- What you need to do:
Using the listing that follows, return every line with the word "super".

----- Input for this task

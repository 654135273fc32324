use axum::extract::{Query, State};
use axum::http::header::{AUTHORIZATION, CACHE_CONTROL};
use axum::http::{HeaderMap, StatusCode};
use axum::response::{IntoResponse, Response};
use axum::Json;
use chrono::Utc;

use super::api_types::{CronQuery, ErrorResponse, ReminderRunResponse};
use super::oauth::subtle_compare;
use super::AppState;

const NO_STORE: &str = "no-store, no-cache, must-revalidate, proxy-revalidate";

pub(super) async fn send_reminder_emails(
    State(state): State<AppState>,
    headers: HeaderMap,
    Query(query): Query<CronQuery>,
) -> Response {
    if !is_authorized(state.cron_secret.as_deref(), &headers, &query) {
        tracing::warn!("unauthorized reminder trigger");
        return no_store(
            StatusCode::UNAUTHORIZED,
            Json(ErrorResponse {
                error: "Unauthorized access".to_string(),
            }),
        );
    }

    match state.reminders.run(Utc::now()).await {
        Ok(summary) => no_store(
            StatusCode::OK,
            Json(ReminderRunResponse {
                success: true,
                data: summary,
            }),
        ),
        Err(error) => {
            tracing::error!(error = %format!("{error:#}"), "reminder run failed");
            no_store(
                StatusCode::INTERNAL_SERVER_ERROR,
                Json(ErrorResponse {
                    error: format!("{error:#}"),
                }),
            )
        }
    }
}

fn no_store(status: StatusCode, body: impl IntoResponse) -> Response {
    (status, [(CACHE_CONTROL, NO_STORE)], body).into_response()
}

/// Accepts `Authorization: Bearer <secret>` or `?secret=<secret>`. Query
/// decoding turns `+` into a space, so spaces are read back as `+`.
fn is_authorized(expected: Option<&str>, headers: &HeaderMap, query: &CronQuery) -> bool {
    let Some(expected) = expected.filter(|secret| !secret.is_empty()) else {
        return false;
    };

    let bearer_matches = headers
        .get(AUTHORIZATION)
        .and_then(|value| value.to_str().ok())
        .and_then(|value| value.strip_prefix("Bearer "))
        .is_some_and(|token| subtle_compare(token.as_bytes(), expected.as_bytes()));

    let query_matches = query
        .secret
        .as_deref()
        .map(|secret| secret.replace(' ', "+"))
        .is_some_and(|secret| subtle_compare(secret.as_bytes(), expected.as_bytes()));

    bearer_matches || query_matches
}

----------
----- Input for this task

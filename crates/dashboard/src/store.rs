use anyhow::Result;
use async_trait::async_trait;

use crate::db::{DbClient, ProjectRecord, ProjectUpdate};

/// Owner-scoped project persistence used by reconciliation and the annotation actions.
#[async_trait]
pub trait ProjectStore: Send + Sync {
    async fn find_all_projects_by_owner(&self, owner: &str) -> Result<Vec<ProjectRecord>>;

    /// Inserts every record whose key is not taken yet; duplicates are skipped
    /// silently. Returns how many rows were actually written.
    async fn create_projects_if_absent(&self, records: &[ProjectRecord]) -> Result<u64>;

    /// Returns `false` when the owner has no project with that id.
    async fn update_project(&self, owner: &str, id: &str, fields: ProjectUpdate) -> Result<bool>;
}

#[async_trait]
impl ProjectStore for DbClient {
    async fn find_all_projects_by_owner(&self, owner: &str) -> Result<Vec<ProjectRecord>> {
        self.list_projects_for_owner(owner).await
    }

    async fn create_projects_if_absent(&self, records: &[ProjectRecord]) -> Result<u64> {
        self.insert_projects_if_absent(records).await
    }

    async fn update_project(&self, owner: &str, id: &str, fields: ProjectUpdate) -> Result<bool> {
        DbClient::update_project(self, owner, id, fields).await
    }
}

----------

- Answer section:
use super::api_types::{CronQuery, ErrorResponse, ReminderRunResponse};
use super::oauth::subtle_compare;
use super::AppState;
pub(super) async fn send_reminder_emails(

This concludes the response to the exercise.